В 1626 г. в южной части острова Манхэттен было основано голландское поселение Новый Амстердам. Спустя 30 лет в нём насчитывалось 120 домов и 1000 жителей, которые говорили на 18 различных языках. В 1664 г. город перешёл в руки англичан. Они назвали его Нью-Йорком — в честь герцога Йоркского, будущего короля Якова II
И такое искусство действительно родилось. Сначала оно пыталось воссоздать чисто американские пейзажи, обычаи, установления. Оно переносилось в окутанные романтикой времена первых поселенцев, живших в Новом Амстердаме, как тогда именовался Нью-Йорк Или в мир индейских преданий.
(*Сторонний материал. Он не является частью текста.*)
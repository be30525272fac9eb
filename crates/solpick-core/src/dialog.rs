//! Dialog service boundary.
//!
//! The overlay/windowing primitive is injected: the trigger only knows how
//! to ask for an overlay and how to observe its single close notification.
//! The notification is a one-shot channel, fired at most once per handle
//! and never before the overlay's close event; a dropped sender reads as a
//! dismissal.

use tokio::sync::oneshot;
use tokio::sync::oneshot::error::TryRecvError;

use crate::wallet::{Wallet, WalletName};

/// Hard overlay width cap, in terminal columns.
pub const MAX_WIDTH: u16 = 64;

/// Hard overlay height cap, as a percentage of the host area height.
pub const MAX_HEIGHT_PCT: u16 = 80;

/// Presentation configuration forwarded to the dialog service.
///
/// `panel_class` carries the host's style tokens verbatim; the size caps
/// are fixed by the trigger and not host-configurable.
#[derive(Debug, Clone, PartialEq, Eq)]
pub struct DialogConfig {
    pub panel_class: Vec<String>,
    pub max_width: u16,
    pub max_height_pct: u16,
}

impl Default for DialogConfig {
    fn default() -> Self {
        Self {
            panel_class: Vec::new(),
            max_width: MAX_WIDTH,
            max_height_pct: MAX_HEIGHT_PCT,
        }
    }
}

/// One open request: the wallet list to present plus presentation config.
#[derive(Debug, Clone, PartialEq, Eq)]
pub struct DialogRequest {
    pub wallets: Vec<Wallet>,
    pub config: DialogConfig,
}

/// Outcome of polling a [`DialogHandle`].
#[derive(Debug, Clone, PartialEq, Eq)]
pub enum DialogPoll {
    /// Overlay still open.
    Open,
    /// Overlay closed with the user's choice, or `None` on dismissal.
    Closed(Option<WalletName>),
}

/// Receiving side of the one-shot close notification.
#[derive(Debug)]
pub struct DialogHandle {
    closed: oneshot::Receiver<Option<WalletName>>,
}

impl DialogHandle {
    /// Creates a linked closer/handle pair.
    pub fn channel() -> (DialogCloser, DialogHandle) {
        let (tx, rx) = oneshot::channel();
        (DialogCloser { tx }, DialogHandle { closed: rx })
    }

    /// Drains the close notification without blocking.
    ///
    /// A dropped closer counts as a dismissal: the overlay went away
    /// without reporting a choice.
    pub fn poll(&mut self) -> DialogPoll {
        match self.closed.try_recv() {
            Ok(result) => DialogPoll::Closed(result),
            Err(TryRecvError::Empty) => DialogPoll::Open,
            Err(TryRecvError::Closed) => DialogPoll::Closed(None),
        }
    }
}

/// Sending side of the close notification. Consumed on close, so the
/// notification cannot fire twice.
#[derive(Debug)]
pub struct DialogCloser {
    tx: oneshot::Sender<Option<WalletName>>,
}

impl DialogCloser {
    /// Closes the overlay with the user's choice, or `None` on dismissal.
    /// A missing receiver means the trigger went away; nothing to do then.
    pub fn close(self, result: Option<WalletName>) {
        let _ = self.tx.send(result);
    }
}

/// Capability to display the selection overlay.
///
/// Implementations own the windowing primitive (a TUI layer, a test fake).
/// Opening must not block: the returned handle resolves later, through the
/// overlay's close event.
pub trait DialogService {
    fn open_overlay(&mut self, request: DialogRequest) -> DialogHandle;
}
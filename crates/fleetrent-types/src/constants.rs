//! Service constants.
//!
//! Limits, timing, and wire-format constants shared across the Fleetrent
//! crates.

use crate::Amount;

// =============================================================================
// Pricing
// =============================================================================

/// Minimum amount the payment gateway accepts for an invoice.
pub const MIN_INVOICE_AMOUNT: Amount = 10_000;

/// Maximum rental length in days.
pub const MAX_RENTAL_DAYS: i64 = 365;

// =============================================================================
// Wire formats
// =============================================================================

/// Date format used on the wire for rental dates.
pub const DATE_FORMAT: &str = "%Y-%m-%d";

/// Prefix of the deterministic external reference sent to the gateway.
pub const EXTERNAL_REF_PREFIX: &str = "rental-";

/// Header carrying the shared webhook secret.
pub const WEBHOOK_TOKEN_HEADER: &str = "x-callback-token";

// =============================================================================
// Timing
// =============================================================================

/// Timeout for gateway HTTP calls: 30 seconds (in milliseconds).
pub const GATEWAY_TIMEOUT_MS: u64 = 30_000;

#[cfg(test)]
mod tests {
    use super::*;

    #[test]
    fn test_invoice_floor_positive() {
        assert!(MIN_INVOICE_AMOUNT > 0);
    }

    #[test]
    fn test_rental_length_bound() {
        assert!(MAX_RENTAL_DAYS >= 1);
    }
}
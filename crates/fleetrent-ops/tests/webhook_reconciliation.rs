//! Integration tests for the webhook reconciliation protocol.
//!
//! These cover the consistency properties: authenticity before lookups,
//! exactly-once application under replay, the last-unit race, and the
//! lapse path that never touches inventory.

mod common;

use common::{caller, date, harness, notification, seed_vehicle, SECRET};
use fleetrent_ops::{OpsError, ReconcileOutcome};
use fleetrent_types::{ErrorCode, PaymentStatus, RentalStatus};

#[tokio::test]
async fn replayed_paid_notification_applies_once() {
    let mut h = harness();
    let vehicle_id = seed_vehicle(&mut h.service, 3, 100_000);
    let user = caller(1);

    let created = h
        .service
        .create_rental(&user, vehicle_id, date("2024-05-01"), date("2024-05-03"))
        .await
        .unwrap();
    let ntf = notification(&created.payment.external_reference, "PAID", 200_000);

    let first = h.service.handle_webhook(SECRET, &ntf).unwrap();
    assert_eq!(first, ReconcileOutcome::Activated);

    // Same reference, same status: success, but nothing moves again.
    let second = h.service.handle_webhook(SECRET, &ntf).unwrap();
    assert_eq!(second, ReconcileOutcome::Duplicate);
    assert!(second.is_noop());

    let views = h.service.list_rentals(&user).unwrap();
    assert_eq!(views[0].rental.status, RentalStatus::Active);
    // Decremented exactly once.
    assert_eq!(views[0].vehicle.available_units, 2);
}

#[tokio::test]
async fn invalid_token_never_mutates() {
    let mut h = harness();
    let vehicle_id = seed_vehicle(&mut h.service, 3, 100_000);
    let user = caller(1);

    let created = h
        .service
        .create_rental(&user, vehicle_id, date("2024-05-01"), date("2024-05-03"))
        .await
        .unwrap();

    let before_rentals = h.service.list_rentals(&user).unwrap();
    let before_payments = h.service.list_payments(&user).unwrap();
    let before_vehicle = h.service.vehicle_detail(vehicle_id).unwrap();

    let err = h
        .service
        .handle_webhook(
            "wrong-token",
            &notification(&created.payment.external_reference, "PAID", 200_000),
        )
        .unwrap_err();
    assert!(matches!(err, OpsError::Unauthorized));
    assert_eq!(err.error_code(), ErrorCode::Unauthorized);

    // Before/after comparison: no row changed.
    assert_eq!(h.service.list_rentals(&user).unwrap(), before_rentals);
    assert_eq!(h.service.list_payments(&user).unwrap(), before_payments);
    assert_eq!(h.service.vehicle_detail(vehicle_id).unwrap(), before_vehicle);
}

#[tokio::test]
async fn unknown_reference_rejected_without_side_effects() {
    let mut h = harness();
    let vehicle_id = seed_vehicle(&mut h.service, 3, 100_000);

    let err = h
        .service
        .handle_webhook(SECRET, &notification("rental-999", "PAID", 100_000))
        .unwrap_err();
    assert!(matches!(err, OpsError::PaymentNotFound(_)));
    assert_eq!(err.error_code().http_status(), 404);

    assert_eq!(
        h.service.vehicle_detail(vehicle_id).unwrap().available_units,
        3
    );
}

#[tokio::test]
async fn unknown_status_rejected_without_side_effects() {
    let mut h = harness();
    let vehicle_id = seed_vehicle(&mut h.service, 3, 100_000);
    let user = caller(1);

    let created = h
        .service
        .create_rental(&user, vehicle_id, date("2024-05-01"), date("2024-05-03"))
        .await
        .unwrap();

    let err = h
        .service
        .handle_webhook(
            SECRET,
            &notification(&created.payment.external_reference, "ON_HOLD", 200_000),
        )
        .unwrap_err();
    assert!(matches!(err, OpsError::Validation(_)));

    let payments = h.service.list_payments(&user).unwrap();
    assert_eq!(payments[0].payment.status, PaymentStatus::Pending);
}

#[tokio::test]
async fn last_unit_race_activates_at_most_one() {
    let mut h = harness();
    let vehicle_id = seed_vehicle(&mut h.service, 1, 100_000);
    let alice = caller(1);
    let bob = caller(2);

    // Both users reserve the last unit; neither holds stock yet.
    let first = h
        .service
        .create_rental(&alice, vehicle_id, date("2024-05-01"), date("2024-05-03"))
        .await
        .unwrap();
    let second = h
        .service
        .create_rental(&bob, vehicle_id, date("2024-05-01"), date("2024-05-03"))
        .await
        .unwrap();
    assert_eq!(
        h.service.vehicle_detail(vehicle_id).unwrap().available_units,
        1
    );

    // Both pay. The first confirmation wins the unit.
    let outcome = h
        .service
        .handle_webhook(
            SECRET,
            &notification(&first.payment.external_reference, "PAID", 200_000),
        )
        .unwrap();
    assert_eq!(outcome, ReconcileOutcome::Activated);

    let outcome = h
        .service
        .handle_webhook(
            SECRET,
            &notification(&second.payment.external_reference, "PAID", 200_000),
        )
        .unwrap();
    assert_eq!(outcome, ReconcileOutcome::CancelledOutOfStock);

    let alice_views = h.service.list_rentals(&alice).unwrap();
    assert_eq!(alice_views[0].rental.status, RentalStatus::Active);

    let bob_views = h.service.list_rentals(&bob).unwrap();
    assert_eq!(bob_views[0].rental.status, RentalStatus::Cancelled);

    // Stock never went negative.
    assert_eq!(
        h.service.vehicle_detail(vehicle_id).unwrap().available_units,
        0
    );

    // Bob's money is explicitly flagged for manual refund, and the
    // payment stays recorded as collected.
    let bob_payments = h.service.list_payments(&bob).unwrap();
    assert_eq!(bob_payments[0].payment.status, PaymentStatus::Paid);
    assert!(bob_payments[0].payment.requires_refund);
}

#[tokio::test]
async fn expired_on_pending_rental_cancels_without_stock_change() {
    let mut h = harness();
    let vehicle_id = seed_vehicle(&mut h.service, 3, 100_000);
    let user = caller(1);

    let created = h
        .service
        .create_rental(&user, vehicle_id, date("2024-05-01"), date("2024-05-03"))
        .await
        .unwrap();

    let outcome = h
        .service
        .handle_webhook(
            SECRET,
            &notification(&created.payment.external_reference, "EXPIRED", 200_000),
        )
        .unwrap();
    assert_eq!(outcome, ReconcileOutcome::Cancelled);

    let views = h.service.list_rentals(&user).unwrap();
    assert_eq!(views[0].rental.status, RentalStatus::Cancelled);
    let payments = h.service.list_payments(&user).unwrap();
    assert_eq!(payments[0].payment.status, PaymentStatus::Expired);
    assert!(!payments[0].payment.requires_refund);

    // Inventory was never decremented, so none is restored.
    assert_eq!(
        h.service.vehicle_detail(vehicle_id).unwrap().available_units,
        3
    );
}

#[tokio::test]
async fn settled_payment_rejects_other_transitions() {
    let mut h = harness();
    let vehicle_id = seed_vehicle(&mut h.service, 3, 100_000);
    let user = caller(1);

    let created = h
        .service
        .create_rental(&user, vehicle_id, date("2024-05-01"), date("2024-05-03"))
        .await
        .unwrap();
    let reference = created.payment.external_reference.clone();

    h.service
        .handle_webhook(SECRET, &notification(&reference, "PAID", 200_000))
        .unwrap();

    // A late "failed" for a settled payment is a conflict, not applied.
    let err = h
        .service
        .handle_webhook(SECRET, &notification(&reference, "FAILED", 200_000))
        .unwrap_err();
    assert!(matches!(err, OpsError::Conflict(_)));
    assert_eq!(err.error_code().http_status(), 409);

    let payments = h.service.list_payments(&user).unwrap();
    assert_eq!(payments[0].payment.status, PaymentStatus::Paid);
    assert_eq!(
        h.service.vehicle_detail(vehicle_id).unwrap().available_units,
        2
    );
}

#[tokio::test]
async fn paid_confirmation_sends_notification_after_commit() {
    let mut h = harness();
    let vehicle_id = seed_vehicle(&mut h.service, 3, 100_000);
    let user = caller(1);

    let created = h
        .service
        .create_rental(&user, vehicle_id, date("2024-05-01"), date("2024-05-03"))
        .await
        .unwrap();

    h.service
        .handle_webhook(
            SECRET,
            &notification(&created.payment.external_reference, "PAID", 200_000),
        )
        .unwrap();

    assert!(h.notifier.wait_for(1).await);
    let (to, subject, body) = h.notifier.delivered().remove(0);
    assert_eq!(to, user.email);
    assert_eq!(subject, "Payment Successful");
    assert!(body.contains("200000"));
}

#[tokio::test]
async fn failed_notification_delivery_does_not_fail_reconciliation() {
    let mut h = harness();
    let vehicle_id = seed_vehicle(&mut h.service, 3, 100_000);
    let user = caller(1);
    h.notifier.set_failing(true);

    let created = h
        .service
        .create_rental(&user, vehicle_id, date("2024-05-01"), date("2024-05-03"))
        .await
        .unwrap();

    // Reconciliation commits even though delivery will fail.
    let outcome = h
        .service
        .handle_webhook(
            SECRET,
            &notification(&created.payment.external_reference, "PAID", 200_000),
        )
        .unwrap();
    assert_eq!(outcome, ReconcileOutcome::Activated);

    let views = h.service.list_rentals(&user).unwrap();
    assert_eq!(views[0].rental.status, RentalStatus::Active);
}
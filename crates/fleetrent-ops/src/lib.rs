//! Operations layer for the Fleetrent rental service.
//!
//! This crate provides the orchestration layer that combines the
//! foundation crates (store, gateway, types) to implement the service's
//! business logic: the rental lifecycle, the webhook reconciliation
//! protocol, and caller-scoped queries.
//!
//! # Module Organization
//!
//! - [`error`] - Operation error types
//! - [`config`] - Operations configuration
//! - [`service`] - Main RentalService definition and caller identity
//! - [`rental`] - Rental operations (create, cancel, return)
//! - [`webhook`] - Webhook reconciliation (the consistency core)
//! - [`query`] - Catalog and caller-scoped read operations
//! - [`notify`] - Outbound notification capability and dispatcher
//!
//! # Example
//!
//! ```ignore
//! use std::sync::Arc;
//! use fleetrent_gateway::{GatewayConfig, HttpInvoiceGateway};
//! use fleetrent_ops::{Caller, LogNotifier, OpsConfig, RentalService};
//! use fleetrent_store::Store;
//!
//! let store = Store::open("/var/lib/fleetrent/fleetrent.db")?;
//! let gateway = HttpInvoiceGateway::new(GatewayConfig::new(
//!     "https://api.gateway.example",
//!     std::env::var("GATEWAY_API_KEY")?,
//! ))?;
//! let mut service = RentalService::new(
//!     store,
//!     Arc::new(gateway),
//!     Arc::new(LogNotifier),
//!     OpsConfig::new(std::env::var("GATEWAY_CALLBACK_TOKEN")?),
//! );
//!
//! let caller = Caller::new(user_id, "user@example.com");
//! let created = service.create_rental(&caller, vehicle_id, start, end).await?;
//! // Client pays created.payment.payment_url out-of-band; the gateway's
//! // webhook drives the rest through service.handle_webhook(...).
//! ```
//!
//! # Consistency Overview
//!
//! Inventory is committed at payment confirmation, not at reservation:
//! an unpaid rental never holds stock, and the losing side of a
//! last-unit race is cancelled with its payment flagged for refund.
//! The webhook handler applies each notification's effect exactly once
//! regardless of retries, and every multi-step mutation runs inside a
//! single store transaction.

// Module declarations
pub mod config;
pub mod error;
pub mod notify;
pub mod query;
pub mod rental;
pub mod service;
pub mod webhook;

// Re-export main types at crate root

// Error types
pub use error::{OpsError, OpsResult};

// Configuration
pub use config::OpsConfig;

// Service
pub use service::{Caller, CreatedRental, RentalService};

// Webhook reconciliation
pub use webhook::ReconcileOutcome;

// Notifications
pub use notify::{
    LogNotifier, MockNotifier, NotificationDispatcher, Notifier, NotifyError,
    OutboundNotification,
};
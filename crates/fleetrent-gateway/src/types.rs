//! Gateway wire types.
//!
//! Request and response shapes for the gateway's invoice API, plus the
//! client configuration.

use fleetrent_types::constants::GATEWAY_TIMEOUT_MS;
use fleetrent_types::Amount;
use serde::{Deserialize, Serialize};

/// Header carrying the API key on outbound gateway calls.
pub const API_KEY_HEADER: &str = "x-api-key";

/// Path of the invoice-creation endpoint, relative to the base URL.
pub const INVOICES_PATH: &str = "/v2/invoices";

/// Configuration for the gateway client.
#[derive(Debug, Clone)]
pub struct GatewayConfig {
    /// Base URL of the gateway API.
    pub base_url: String,
    /// Secret API key for outbound calls.
    pub api_key: String,
    /// Request timeout in milliseconds.
    pub timeout_ms: u64,
}

impl GatewayConfig {
    /// Create a config with the default timeout.
    pub fn new(base_url: impl Into<String>, api_key: impl Into<String>) -> Self {
        Self {
            base_url: base_url.into(),
            api_key: api_key.into(),
            timeout_ms: GATEWAY_TIMEOUT_MS,
        }
    }

    /// Set the request timeout in milliseconds.
    pub fn with_timeout_ms(mut self, timeout_ms: u64) -> Self {
        self.timeout_ms = timeout_ms;
        self
    }
}

/// Request body for invoice creation.
///
/// `external_id` is the deterministic idempotency key: retried calls for
/// the same rental carry the same value, so the gateway deduplicates the
/// charge on its side.
#[derive(Debug, Clone, PartialEq, Eq, Serialize, Deserialize)]
#[serde(rename_all = "snake_case")]
pub struct CreateInvoiceRequest {
    /// Idempotency key (`rental-{id}`).
    pub external_id: String,
    /// Invoice amount, smallest currency unit.
    pub amount: Amount,
    /// Payer's email, used by the gateway for the checkout page.
    pub payer_email: String,
    /// Human-readable invoice description.
    pub description: String,
}

/// A payable invoice as returned by the gateway.
#[derive(Debug, Clone, PartialEq, Eq, Serialize, Deserialize)]
#[serde(rename_all = "snake_case")]
pub struct Invoice {
    /// Gateway-assigned invoice id.
    pub id: String,
    /// Our idempotency key, echoed back.
    pub external_id: String,
    /// Invoice amount, smallest currency unit.
    pub amount: Amount,
    /// Invoice status in the gateway's vocabulary (e.g. "PENDING").
    pub status: String,
    /// Hosted checkout page for the payer.
    pub invoice_url: String,
}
Или на просторы прерии, где прокладывали колеи повозки пионеров — первопроходцев, шедших с востока и продвигавших к тихоокеанскому побережью контур фронтира, т. е. границы между уже освоенными землями и пока ещё не заселёнными никем, кроме редких индейских племён. Или в нескончаемые леса, где бродит одинокий охотник, для которого жизнь в гармонии с природой дороже всех благ цивилизации.
В середине века, накануне Гражданской войны, американская литература пережила расцвет, который её историки сравнивают с Ренессансом, имея в виду творческое богатство, представшее перед читателями Эдгара По, Мелвилла, Уитмена, Натаниела Готорна.
Это был следующий этап постижения особой судьбы Америки и её духовной истории. Теперь художников слова всё больше волновали опасности, угрожающие национальному идеалу — «американской мечте», и сложные нравственные проблемы, впрямую или косвенно с ней соотносящиеся. Обратившись к этой проблематике, американская литература нашла очень необычные художественные способы её воплощения. Смелостью предложенных ею решений, которые часто намного опережали время, она завоевала авторитет во всём мире. А когда заявила о себе новая школа писателей-реалистов (Марк Твен, Генри Джеймс), признание литературы США ещё более упрочилось и на неё стали смотреть как на одно из самых значительных явлений мировой культуры.